*Assignment:* Transcribe precisely those lines of the listing that fall between the line containing "assert_eq!(session.phase(), DatePickerPhase::OpenImmediate);" and the last line, inclusive of both.
================================
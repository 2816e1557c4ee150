//! Text-driven session standing in for taps on the home screen.
use std::{fmt::Write as _, str::FromStr, sync::Arc};

use aurora_components::{
    calendar_date::{CalendarDate, ParseDateError},
    date_picker_input::{DatePickerInputState, DatePickerPhase, PickerPanelView},
    native_picker::NativePickerEvent,
};
use aurora_ui::{Color, PlatformFamily};
use parking_lot::RwLock;
use thiserror::Error;
use tracing::debug;

use crate::home::{HomeViewModel, birth_date_args};

/// One user action on the home screen.
#[derive(Debug, Clone, Copy, PartialEq, Eq)]
pub enum Command {
    /// Tap the date field.
    Toggle,
    /// The native picker reports a picked date.
    Pick(CalendarDate),
    /// The native picker is dismissed.
    Dismiss,
    /// Tap the confirm button of the staged panel.
    Confirm,
    /// Tap the cancel button of the staged panel.
    Cancel,
    /// Tap `+`.
    Increment,
    /// Tap `-`.
    Decrement,
    /// Tap `Reset`.
    Reset,
    /// Print the screen.
    Show,
    /// End the session.
    Quit,
}

#[derive(Debug, Error, PartialEq, Eq)]
pub enum CommandError {
    #[error("unknown command `{0}`")]
    Unknown(String),
    #[error("`{0}` needs a date argument (YYYY-MM-DD)")]
    MissingDate(&'static str),
    #[error(transparent)]
    InvalidDate(#[from] ParseDateError),
    #[error("`{0}` takes no arguments")]
    UnexpectedArgument(&'static str),
}

impl FromStr for Command {
    type Err = CommandError;

    fn from_str(s: &str) -> Result<Self, Self::Err> {
        let mut words = s.split_whitespace();
        let name = words.next().unwrap_or_default();
        let argument = words.next();

        let command = match name {
            "open" | "toggle" | "tap" => Command::Toggle,
            "pick" => {
                let date = argument.ok_or(CommandError::MissingDate("pick"))?;
                return Ok(Command::Pick(date.parse()?));
            }
            "dismiss" => Command::Dismiss,
            "confirm" => Command::Confirm,
            "cancel" => Command::Cancel,
            "inc" | "+" => Command::Increment,
            "dec" | "-" => Command::Decrement,
            "reset" => Command::Reset,
            "show" => Command::Show,
            "quit" | "exit" => Command::Quit,
            other => return Err(CommandError::Unknown(other.to_string())),
        };
        match argument {
            Some(_) => Err(CommandError::UnexpectedArgument(command.name())),
            None => Ok(command),
        }
    }
}

impl Command {
    fn name(self) -> &'static str {
        match self {
            Command::Toggle => "toggle",
            Command::Pick(_) => "pick",
            Command::Dismiss => "dismiss",
            Command::Confirm => "confirm",
            Command::Cancel => "cancel",
            Command::Increment => "inc",
            Command::Decrement => "dec",
            Command::Reset => "reset",
            Command::Show => "show",
            Command::Quit => "quit",
        }
    }
}

/// Whether the session should keep reading commands.
#[derive(Debug, Clone, Copy, PartialEq, Eq)]
pub enum Flow {
    Continue,
    Quit,
}

/// The home screen plus the interaction state of its date field.
pub struct Session {
    home: Arc<RwLock<HomeViewModel>>,
    picker: DatePickerInputState,
    accent: Option<Color>,
}

impl Session {
    pub fn new(platform: PlatformFamily, initial: Option<CalendarDate>) -> Self {
        Self {
            home: Arc::new(RwLock::new(HomeViewModel::new(initial))),
            picker: DatePickerInputState::new(platform),
            accent: None,
        }
    }

    /// Overrides the confirm button background.
    pub fn with_accent(mut self, accent: Option<Color>) -> Self {
        self.accent = accent;
        self
    }

    pub fn home(&self) -> HomeViewModel {
        self.home.read().clone()
    }

    pub fn phase(&self) -> DatePickerPhase {
        self.picker.phase(&birth_date_args(&self.home, self.accent))
    }

    pub fn apply(&mut self, command: Command) -> Flow {
        debug!(?command, "applying command");
        // Rebuilt per command so handlers see the latest host value.
        let args = birth_date_args(&self.home, self.accent);
        match command {
            Command::Toggle => self.picker.toggle(&args),
            Command::Pick(date) => self
                .picker
                .handle_picker_event(&args, NativePickerEvent::set(date)),
            Command::Dismiss => self
                .picker
                .handle_picker_event(&args, NativePickerEvent::dismissed()),
            Command::Confirm => self.picker.confirm(&args),
            Command::Cancel => self.picker.cancel(&args),
            Command::Increment => self.home.write().increment_counter(),
            Command::Decrement => self.home.write().decrement_counter(),
            Command::Reset => self.home.write().reset_counter(),
            Command::Show => {}
            Command::Quit => return Flow::Quit,
        }
        Flow::Continue
    }

    /// Renders the screen as plain text.
    pub fn render(&self) -> String {
        let args = birth_date_args(&self.home, self.accent);
        let view = self.picker.view(&args);
        let home = self.home.read();

        let mut out = String::new();
        let _ = writeln!(out, "{}", home.greeting());
        let _ = writeln!(out, "{}: [{}]", view.label, view.field_text);
        if let Some((message, _)) = &view.error {
            let _ = writeln!(out, "  ! {message}");
        }
        match &view.picker {
            None => {}
            Some(PickerPanelView::Native(props)) => {
                let _ = writeln!(
                    out,
                    "  picker ({}): {}",
                    props.display.as_str(),
                    props.value
                );
            }
            Some(PickerPanelView::Staged {
                picker,
                cancel,
                confirm,
                ..
            }) => {
                let _ = writeln!(
                    out,
                    "  picker ({}): {}  [{}] [{}]",
                    picker.display.as_str(),
                    picker.value,
                    cancel.text,
                    confirm.text
                );
            }
        }
        let _ = writeln!(out, "Contador: {}", home.counter());
        out
    }
}

#[cfg(test)]
mod tests {
    use aurora_components::{
        calendar_date::{CalendarDate, ParseDateError},
        date_picker_input::DatePickerPhase,
    };
    use aurora_ui::PlatformFamily;
    use rstest::rstest;

    use super::{Command, CommandError, Flow, Session};

    fn date(year: i32, month: u8, day: u8) -> CalendarDate {
        CalendarDate::new(year, month, day).unwrap()
    }

    #[rstest]
    #[case("open", Command::Toggle)]
    #[case("  pick 2025-03-10 ", Command::Pick(date(2025, 3, 10)))]
    #[case("+", Command::Increment)]
    #[case("quit", Command::Quit)]
    fn parses_commands(#[case] input: &str, #[case] expected: Command) {
        assert_eq!(input.parse::<Command>(), Ok(expected));
    }

    #[rstest]
    #[case("jump", CommandError::Unknown("jump".into()))]
    #[case("pick", CommandError::MissingDate("pick"))]
    #[case(
        "pick 2025-02-30",
        CommandError::InvalidDate(ParseDateError::OutOfRange("2025-02-30".into()))
    )]
    #[case("confirm now", CommandError::UnexpectedArgument("confirm"))]
    fn rejects_bad_commands(#[case] input: &str, #[case] expected: CommandError) {
        assert_eq!(input.parse::<Command>(), Err(expected));
    }

    #[test]
    fn ios_session_confirms_staged_date() {
        let mut session = Session::new(PlatformFamily::Ios, None);
        session.apply(Command::Toggle);
        session.apply(Command::Pick(date(2025, 3, 10)));
        assert!(session.render().contains("[Cancelar] [Confirmar]"));
        assert_eq!(session.home().selected_date(), None);

        session.apply(Command::Confirm);
        assert_eq!(session.home().selected_date(), Some(date(2025, 3, 10)));
        assert_eq!(session.phase(), DatePickerPhase::Closed);
        assert!(session.render().contains("Fecha de nacimiento: [10/03/2025]"));
    }

    #[test]
    fn android_session_applies_pick_immediately() {
        let mut session = Session::new(PlatformFamily::Android, Some(date(2025, 1, 1)));
        session.apply(Command::Toggle);
        assert_eq!(session.phase(), DatePickerPhase::OpenImmediate);
        session.apply(Command::Pick(date(2024, 1, 5)));
        assert_eq!(session.home().selected_date(), Some(date(2024, 1, 5)));
        assert_eq!(session.phase(), DatePickerPhase::Closed);
    }

    #[test]
    fn counter_commands_update_screen() {
        let mut session = Session::new(PlatformFamily::Android, None);
        session.apply(Command::Increment);
        session.apply(Command::Increment);
        session.apply(Command::Decrement);
        let screen = session.render();
        assert!(screen.contains("Contador: 1"));
        assert!(screen.contains("[Selecciona una fecha]"));

        session.apply(Command::Reset);
        assert_eq!(session.home().counter(), 0);
        assert_eq!(session.apply(Command::Quit), Flow::Quit);
    }
}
================================
*Response to the exercise:*
        assert_eq!(session.phase(), DatePickerPhase::OpenImmediate);
        session.apply(Command::Pick(date(2024, 1, 5)));
        assert_eq!(session.home().selected_date(), Some(date(2024, 1, 5)));
        assert_eq!(session.phase(), DatePickerPhase::Closed);
    }

    #[test]
    fn counter_commands_update_screen() {
        let mut session = Session::new(PlatformFamily::Android, None);
        session.apply(Command::Increment);
        session.apply(Command::Increment);
        session.apply(Command::Decrement);
        let screen = session.render();
        assert!(screen.contains("Contador: 1"));
        assert!(screen.contains("[Selecciona una fecha]"));

        session.apply(Command::Reset);
        assert_eq!(session.home().counter(), 0);
        assert_eq!(session.apply(Command::Quit), Flow::Quit);
    }
}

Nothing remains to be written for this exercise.